‘Bu kirlenmiş dünyayı yaşanılır kılan nedir bilir misin?’ Sorusunu sorup, ‘İncinsen de incitme.’ Diyen Hacı Bektaşi Veli’nin sözüyle cevaplayan,
‘Yaratılanı sev, yaratandan ötürü.’ Diyen Yunus ile onaylayan anlayışın ne kadar insani bir duygu olduğunu anlamak için, ‘Dili, dini, rengi ne olursa olsun iyiler iyidir.’ Sözü ile cevaplayıp, Hacı Bektaşi Veli, ‘Ne mutlu eğri zamanda doğru yerde durabilene.’ Sözü ile onaylayan bakışa hayran olmamak elde mi?
Ve Karslı olduğunu öğrendiğimiz bir manyağın yeni bir saldırısına uğrayan Cem Evlerinin tartışıldığı bir zamanda ‘Ne mutlu eğri zamanda doğru yerde durabilene. Diyen
Pir Sultan Abdal’ın bu deyişene, ‘Beni hor görme gardaşım, sen altınsın da ben tunç muyum?’ Diyerek cevap veren Veysel’in sorusuna niye cevap verilemez?
‘Sazdan başka bir şey çalmayı bilmiyorum.’ Diyen Selahattin Demirtaş gibi türkü bilmediğim ve ‘acaba bu nedenle bende kötü biri miyim?’diye beni düşündüren ama dinlemeyi çok sevmeme rağmen söylemeyi beceremediğim ve türkü bilmeyenleri suçlarmış gibi, ‘Kötü insanların türküleri yoktur.’ Diyen Neşet Ertaş ile onaylamamak elde mi?
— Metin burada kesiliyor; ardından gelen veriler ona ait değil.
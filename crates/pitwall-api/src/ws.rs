//! The realtime subscription endpoint.
//!
//! `GET /ws/race-plan/:id` upgrades to a WebSocket and joins the plan's
//! room. The server pushes [`pitwall_realtime::PlanEvent`] envelopes in
//! broadcast order; messages from the client are diagnostic/heartbeat only
//! and never affect server state. Disconnection — whether noticed on the
//! read path or as a failed send — converges on leaving the room.

use std::sync::Arc;

use axum::{
  extract::{
    Path, State, WebSocketUpgrade,
    ws::{Message, WebSocket},
  },
  response::IntoResponse,
};
use tokio::sync::mpsc;

use pitwall_core::{PlanId, store::PlanStore};
use pitwall_realtime::RoomRegistry;

use crate::ApiState;

/// `GET /ws/race-plan/:id`
pub async fn subscribe<S>(
  State(state): State<ApiState<S>>,
  Path(race_plan_id): Path<PlanId>,
  upgrade: WebSocketUpgrade,
) -> impl IntoResponse
where
  S: PlanStore + 'static,
{
  upgrade
    .on_upgrade(move |socket| run_subscriber(socket, state.rooms, race_plan_id))
}

async fn run_subscriber(
  mut socket: WebSocket,
  rooms: Arc<RoomRegistry>,
  plan_id: PlanId,
) {
  let (tx, mut rx) = mpsc::unbounded_channel::<String>();
  let connection = rooms.join(plan_id, tx).await;

  loop {
    tokio::select! {
      delivery = rx.recv() => match delivery {
        Some(payload) => {
          if socket.send(Message::Text(payload.into())).await.is_err() {
            break;
          }
        }
        // Channel closed: the registry evicted this connection after a
        // failed delivery.
        None => break,
      },
      incoming = socket.recv() => match incoming {
        Some(Ok(message)) => {
          tracing::debug!(plan_id, ?message, "client message");
        }
        Some(Err(e)) => {
          tracing::debug!(plan_id, error = %e, "websocket read failed");
          break;
        }
        None => break,
      },
    }
  }

  rooms.leave(plan_id, connection).await;
  tracing::info!(plan_id, "subscriber disconnected");
}
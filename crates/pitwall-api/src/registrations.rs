//! Handlers for `/registrations` endpoints.
//!
//! Registrations are the reconciler's system of record; these endpoints are
//! the sign-up surface that feeds it. Cancelling a registration never
//! touches rosters — the reconciler only ever adds.

use axum::{
  Json,
  extract::{Path, Query, State},
  http::StatusCode,
  response::IntoResponse,
};
use serde::Deserialize;
use serde_json::json;

use pitwall_core::{
  EventId, RegistrationId, TeamId,
  registration::{NewRegistration, Registration},
  store::RegistrationStore,
};

use crate::{ApiState, error::ApiError};

/// `POST /registrations` — returns 201 + the stored registration.
pub async fn create<S>(
  State(state): State<ApiState<S>>,
  Json(body): Json<NewRegistration>,
) -> Result<impl IntoResponse, ApiError>
where
  S: RegistrationStore + 'static,
{
  let registration = state
    .store
    .record_registration(body)
    .await
    .map_err(|e| ApiError::Store(Box::new(e)))?
    .ok_or_else(|| {
      ApiError::Conflict(
        "user is already registered for this event and team".into(),
      )
    })?;

  Ok((StatusCode::CREATED, Json(registration)))
}

#[derive(Debug, Deserialize)]
pub struct ListParams {
  pub event_id: EventId,
  pub team_id:  TeamId,
}

/// `GET /registrations?event_id=<id>&team_id=<id>`
pub async fn list<S>(
  State(state): State<ApiState<S>>,
  Query(params): Query<ListParams>,
) -> Result<Json<Vec<Registration>>, ApiError>
where
  S: RegistrationStore + 'static,
{
  let registrations = state
    .store
    .registrations_for(params.event_id, params.team_id)
    .await
    .map_err(|e| ApiError::Store(Box::new(e)))?;
  Ok(Json(registrations))
}

/// `DELETE /registrations/:id`
pub async fn cancel<S>(
  State(state): State<ApiState<S>>,
  Path(id): Path<RegistrationId>,
) -> Result<impl IntoResponse, ApiError>
where
  S: RegistrationStore + 'static,
{
  let cancelled = state
    .store
    .cancel_registration(id)
    .await
    .map_err(|e| ApiError::Store(Box::new(e)))?;

  if !cancelled {
    return Err(ApiError::NotFound(format!("registration {id} not found")));
  }
  Ok(Json(json!({ "status": "cancelled", "registration_id": id })))
}
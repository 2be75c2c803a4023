//! The roster reconciler.
//!
//! Registrations are the system of record for "who is on the team for this
//! event"; the roster is a working document organizers annotate
//! independently. Reconciliation guarantees every confirmed registration is
//! represented by exactly one roster entry, creating missing ones and
//! leaving everything already present completely untouched. Re-running it
//! with unchanged registrations is a no-op.

use std::collections::HashSet;

use crate::{
  Error, Result, UserId,
  plan::RacePlan,
  roster::{NewRosterEntry, RosterEntry},
  store::{IdentityResolver, PlanStore, RegistrationStore},
};

/// Bring `plan`'s roster up to date with its confirmed registrations and
/// return the full roster afterwards.
///
/// Entry creation is per-registration, not transactional across the batch:
/// a failure partway through leaves the entries already created in place,
/// and a retry picks up where it stopped.
pub async fn reconcile<P, R, I>(
  plans: &P,
  registrations: &R,
  identities: &I,
  plan: &RacePlan,
) -> Result<Vec<RosterEntry>>
where
  P: PlanStore,
  R: RegistrationStore,
  I: IdentityResolver,
{
  let confirmed = registrations
    .registrations_for(plan.event_id, plan.team_id)
    .await
    .map_err(Error::upstream)?;

  let existing = plans.list_entries(plan.id).await.map_err(Error::store)?;

  // Placeholder entries (no user link) never count as "present".
  let mut present: HashSet<UserId> =
    existing.iter().filter_map(|e| e.user_id).collect();

  let mut missing: Vec<UserId> = Vec::new();
  for reg in &confirmed {
    if present.insert(reg.user_id) {
      missing.push(reg.user_id);
    }
  }

  if missing.is_empty() {
    return Ok(existing);
  }

  // One batch lookup for the whole run, not a round-trip per driver.
  let names = identities
    .display_names(&missing)
    .await
    .map_err(Error::upstream)?;

  for user_id in missing {
    let name = names
      .get(&user_id)
      .cloned()
      .unwrap_or_else(|| format!("Driver {user_id}"));

    // `None` means a concurrent reconcile inserted this driver between our
    // read and this write; the roster already holds the entry.
    let _ = plans
      .create_entry(NewRosterEntry::from_registration(plan.id, user_id, name))
      .await
      .map_err(Error::store)?;
  }

  plans.list_entries(plan.id).await.map_err(Error::store)
}

// ─── Tests ───────────────────────────────────────────────────────────────────
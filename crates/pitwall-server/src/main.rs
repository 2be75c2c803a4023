//! pitwall server binary.
//!
//! Reads `config.toml` (or the path specified with `--config`), opens the
//! SQLite store, and serves the REST + WebSocket API.
//!
//! # Password hash generation
//!
//! To generate the argon2 PHC string for `auth_password_hash` in config.toml:
//!
//! ```
//! cargo run -p pitwall-server --bin pitwall -- --hash-password
//! ```

use std::{
  path::{Path, PathBuf},
  sync::Arc,
};

use anyhow::Context as _;
use argon2::{Argon2, PasswordHasher, password_hash::SaltString};
use clap::Parser;
use pitwall_api::ApiState;
use pitwall_realtime::RoomRegistry;
use pitwall_server::ServerConfig;
use pitwall_store_sqlite::SqliteStore;
use rand_core::OsRng;
use tokio::net::TcpListener;
use tracing::level_filters::LevelFilter;
use tracing_subscriber::EnvFilter;

#[derive(Parser)]
#[command(author, version, about = "Pitwall race-plan server")]
struct Cli {
  /// Path to the TOML configuration file.
  #[arg(short, long, default_value = "config.toml")]
  config: PathBuf,

  /// Print the argon2 hash for a password entered on stdin and exit.
  #[arg(long)]
  hash_password: bool,
}

#[tokio::main]
async fn main() -> anyhow::Result<()> {
  // Initialise tracing.
  tracing_subscriber::fmt()
    .with_env_filter(
      EnvFilter::builder()
        .with_default_directive(LevelFilter::INFO.into())
        .from_env_lossy(),
    )
    .init();

  let cli = Cli::parse();

  // Helper mode: hash a password and exit.
  if cli.hash_password {
    let password = read_password()?;
    let salt = SaltString::generate(&mut OsRng);
    let hash = Argon2::default()
      .hash_password(password.as_bytes(), &salt)
      .map_err(|e| anyhow::anyhow!("argon2 error: {e}"))?
      .to_string();
    println!("{hash}");
    return Ok(());
  }

  // Load configuration.
  let settings = config::Config::builder()
    .add_source(config::File::from(cli.config).required(false))
    .add_source(config::Environment::with_prefix("PITWALL"))
    .build()
    .context("failed to read config file")?;

  let server_cfg: ServerConfig = settings
    .try_deserialize()
    .context("failed to deserialise ServerConfig")?;

  // Expand `~` in store path.
  let store_path = expand_tilde(&server_cfg.store_path);

  // Open SQLite store.
  let store = SqliteStore::open(&store_path)
    .await
    .with_context(|| format!("failed to open store at {store_path:?}"))?;

  // Build application state: one store, one realtime registry, both shared
  // by reference with every handler.
  let state = ApiState {
    store: Arc::new(store),
    rooms: Arc::new(RoomRegistry::new()),
  };

  let app = pitwall_server::router(state, server_cfg.auth());
  let address = format!("{}:{}", server_cfg.host, server_cfg.port);

  tracing::info!("Listening on http://{address}");
  let listener = TcpListener::bind(&address)
    .await
    .with_context(|| format!("failed to bind {address}"))?;

  axum::serve(listener, app).await.context("server error")?;

  Ok(())
}

/// Read a password from stdin.
fn read_password() -> anyhow::Result<String> {
  use std::io::{self, BufRead, Write};
  let stdin = io::stdin();
  print!("Password: ");
  io::stdout().flush().ok();
  let mut line = String::new();
  stdin.lock().read_line(&mut line)?;
  Ok(
    line
      .trim_end_matches('\n')
      .trim_end_matches('\r')
      .to_string(),
  )
}

/// Expand a leading `~` to the user's home directory.
fn expand_tilde(path: &Path) -> PathBuf {
  let s = path.to_string_lossy();
  if let Some(rest) = s.strip_prefix("~/")
    && let Ok(home) = std::env::var("HOME")
  {
    return PathBuf::from(home).join(rest);
  }
  path.to_path_buf()
}
//! The store traits and their contracts.
//!
//! [`PlanStore`] is implemented by storage backends (e.g.
//! `pitwall-store-sqlite`). [`RegistrationStore`] and [`IdentityResolver`]
//! are the two external collaborators the reconciler consumes; the SQLite
//! backend implements them too, but higher layers depend only on the
//! abstractions.

use std::{collections::HashMap, future::Future};

use crate::{
  EntryId, EventId, PlanId, RegistrationId, TeamId, UserId,
  plan::{NewRacePlan, RacePlan},
  registration::{NewRegistration, Registration},
  roster::{NewRosterEntry, RosterEntry},
};

// ─── PlanStore ───────────────────────────────────────────────────────────────

/// Abstraction over race-plan and roster-entry persistence.
///
/// All methods return `Send` futures so the trait can be used in
/// multi-threaded async runtimes (e.g. tokio with `axum`).
pub trait PlanStore: Send + Sync {
  type Error: std::error::Error + Send + Sync + 'static;

  // ── Race plans ────────────────────────────────────────────────────────

  /// Create and persist a new race plan for a (team, event) pair.
  fn create_plan(
    &self,
    input: NewRacePlan,
  ) -> impl Future<Output = Result<RacePlan, Self::Error>> + Send + '_;

  /// Retrieve a race plan by id. Returns `None` if not found.
  fn get_plan(
    &self,
    id: PlanId,
  ) -> impl Future<Output = Result<Option<RacePlan>, Self::Error>> + Send + '_;

  // ── Roster entries ────────────────────────────────────────────────────

  /// Create a roster entry, assigning its id.
  ///
  /// Returns `None` — without writing anything — when the entry carries a
  /// `user_id` already present in the plan's roster. That uniqueness is
  /// enforced at the storage layer, so two concurrent callers racing to add
  /// the same driver resolve to one insert and one `None`.
  fn create_entry(
    &self,
    input: NewRosterEntry,
  ) -> impl Future<Output = Result<Option<RosterEntry>, Self::Error>> + Send + '_;

  /// Retrieve a roster entry by id. Returns `None` if not found.
  fn get_entry(
    &self,
    id: EntryId,
  ) -> impl Future<Output = Result<Option<RosterEntry>, Self::Error>> + Send + '_;

  /// Persist new field values for an existing entry, keyed by `entry.id`.
  ///
  /// The stored `race_plan_id` is authoritative and is never changed by an
  /// update. Returns the stored entry after the write, or `None` if the id
  /// does not exist.
  fn update_entry(
    &self,
    entry: RosterEntry,
  ) -> impl Future<Output = Result<Option<RosterEntry>, Self::Error>> + Send + '_;

  /// Delete an entry permanently.
  ///
  /// Returns the owning `race_plan_id` (resolved before the row is gone —
  /// callers need it to address the deletion broadcast), or `None` if the
  /// id does not exist.
  fn delete_entry(
    &self,
    id: EntryId,
  ) -> impl Future<Output = Result<Option<PlanId>, Self::Error>> + Send + '_;

  /// All entries for a race plan, ordered by id.
  fn list_entries(
    &self,
    plan_id: PlanId,
  ) -> impl Future<Output = Result<Vec<RosterEntry>, Self::Error>> + Send + '_;
}

// ─── RegistrationStore ───────────────────────────────────────────────────────

/// Read/write access to confirmed event registrations.
///
/// The reconciler only reads; the sign-up endpoints write.
pub trait RegistrationStore: Send + Sync {
  type Error: std::error::Error + Send + Sync + 'static;

  /// Record a confirmed registration.
  ///
  /// Returns `None` when a registration for the same
  /// `(event_id, user_id, team_id)` already exists.
  fn record_registration(
    &self,
    input: NewRegistration,
  ) -> impl Future<Output = Result<Option<Registration>, Self::Error>> + Send + '_;

  /// All confirmed registrations for an (event, team) pair.
  fn registrations_for(
    &self,
    event_id: EventId,
    team_id: TeamId,
  ) -> impl Future<Output = Result<Vec<Registration>, Self::Error>> + Send + '_;

  /// Cancel a registration. Returns `false` if the id does not exist.
  /// Cancelling never touches rosters — the reconciler only ever adds.
  fn cancel_registration(
    &self,
    id: RegistrationId,
  ) -> impl Future<Output = Result<bool, Self::Error>> + Send + '_;
}

// ─── IdentityResolver ────────────────────────────────────────────────────────

/// Maps upstream user identifiers to display names.
///
/// Backed by the profile cache the (out-of-scope) OAuth sync layer keeps
/// warm; a `None`/missing name is an expected state, not an error.
pub trait IdentityResolver: Send + Sync {
  type Error: std::error::Error + Send + Sync + 'static;

  /// The display name for one user, if known.
  fn display_name(
    &self,
    user_id: UserId,
  ) -> impl Future<Output = Result<Option<String>, Self::Error>> + Send + '_;

  /// Resolve a batch of users in one call. Unknown users are simply absent
  /// from the returned map.
  fn display_names<'a>(
    &'a self,
    user_ids: &'a [UserId],
  ) -> impl Future<Output = Result<HashMap<UserId, String>, Self::Error>> + Send + 'a;
}
//! Error types for `pitwall-core`.

use thiserror::Error;

#[derive(Debug, Error)]
pub enum Error {
  /// The Registration Store or Identity Resolver could not be reached.
  #[error("upstream unavailable: {0}")]
  Upstream(#[source] Box<dyn std::error::Error + Send + Sync>),

  /// The roster/plan store failed.
  #[error("store error: {0}")]
  Store(#[source] Box<dyn std::error::Error + Send + Sync>),
}

impl Error {
  pub fn upstream(e: impl std::error::Error + Send + Sync + 'static) -> Self {
    Self::Upstream(Box::new(e))
  }

  pub fn store(e: impl std::error::Error + Send + Sync + 'static) -> Self {
    Self::Store(Box::new(e))
  }
}

pub type Result<T, E = Error> = std::result::Result<T, E>;
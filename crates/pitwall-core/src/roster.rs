//! Roster entry types — one driver's row within a race plan's roster.
//!
//! Entries come into existence two ways: explicitly (an organizer adds a
//! driver, possibly a placeholder with no linked user) or implicitly (the
//! reconciler derives them from confirmed event registrations). Either way
//! the entry is a working document afterwards: the optional scheduling and
//! performance fields are filled in by hand and must survive reconciliation
//! untouched.

use serde::{Deserialize, Serialize};

use crate::{EntryId, PlanId, UserId};

// ─── RosterEntry ─────────────────────────────────────────────────────────────

/// One driver's row within a race plan's roster.
///
/// `race_plan_id` is immutable after creation; updates never move an entry
/// between plans. Within one plan at most one entry may carry a given
/// non-null `user_id`; placeholder entries (`user_id = None`) are
/// unconstrained.
#[derive(Debug, Clone, PartialEq, Serialize, Deserialize)]
pub struct RosterEntry {
  pub id:           EntryId,
  pub race_plan_id: PlanId,
  /// Link to an upstream identity; `None` for manually-added placeholders.
  pub user_id:      Option<UserId>,
  pub name:         String,
  pub color:        Option<String>,
  pub preference:   Option<String>,
  pub stints:       Option<i64>,
  pub fair_share:   Option<bool>,
  pub gmt_offset:   Option<i64>,
  pub i_rating:     Option<f64>,
  pub lap_time:     Option<f64>,
  pub factor:       Option<i64>,
}

// ─── NewRosterEntry ──────────────────────────────────────────────────────────

/// Input to [`crate::store::PlanStore::create_entry`].
/// The `id` is always assigned by the store; it is not accepted from callers.
#[derive(Debug, Clone, Serialize, Deserialize)]
pub struct NewRosterEntry {
  pub race_plan_id: PlanId,
  pub user_id:      Option<UserId>,
  pub name:         String,
  pub color:        Option<String>,
  pub preference:   Option<String>,
  pub stints:       Option<i64>,
  pub fair_share:   Option<bool>,
  pub gmt_offset:   Option<i64>,
  pub i_rating:     Option<f64>,
  pub lap_time:     Option<f64>,
  pub factor:       Option<i64>,
}

impl NewRosterEntry {
  /// A bare entry as the reconciler creates it: name, plan, and user link
  /// set, every optional field unset.
  pub fn from_registration(
    race_plan_id: PlanId,
    user_id: UserId,
    name: String,
  ) -> Self {
    Self {
      race_plan_id,
      user_id: Some(user_id),
      name,
      color: None,
      preference: None,
      stints: None,
      fair_share: None,
      gmt_offset: None,
      i_rating: None,
      lap_time: None,
      factor: None,
    }
  }

  /// A manually-added placeholder driver with no linked user.
  pub fn placeholder(race_plan_id: PlanId, name: impl Into<String>) -> Self {
    Self {
      race_plan_id,
      user_id: None,
      name: name.into(),
      color: None,
      preference: None,
      stints: None,
      fair_share: None,
      gmt_offset: None,
      i_rating: None,
      lap_time: None,
      factor: None,
    }
  }
}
Mahsuni’nin sevmeyi bilmeyen sevilmeyi hak etmeyenlere verilen en güzel cevabı, ‘Bütün aşklardan yücedir, insanın insanı sevmesi.’ Oldu.
Ne kadar hak eder, aşkı bir günlük, bir anlık zevk sayanlar…
Peki, ‘Sana düşman bana düşman, düşünen insana düşman, vatan ki bu insanların evidir, sevgilim onlar vatana düşman.’ Diyen Nazım’ı nasıl cevaplayacağız, ‘Çiçek gibi insanların kalbini kırdınız, bahçeleriniz bahar görmesin.’ Diyen Ahmed Arif’le bedduasını alanlar.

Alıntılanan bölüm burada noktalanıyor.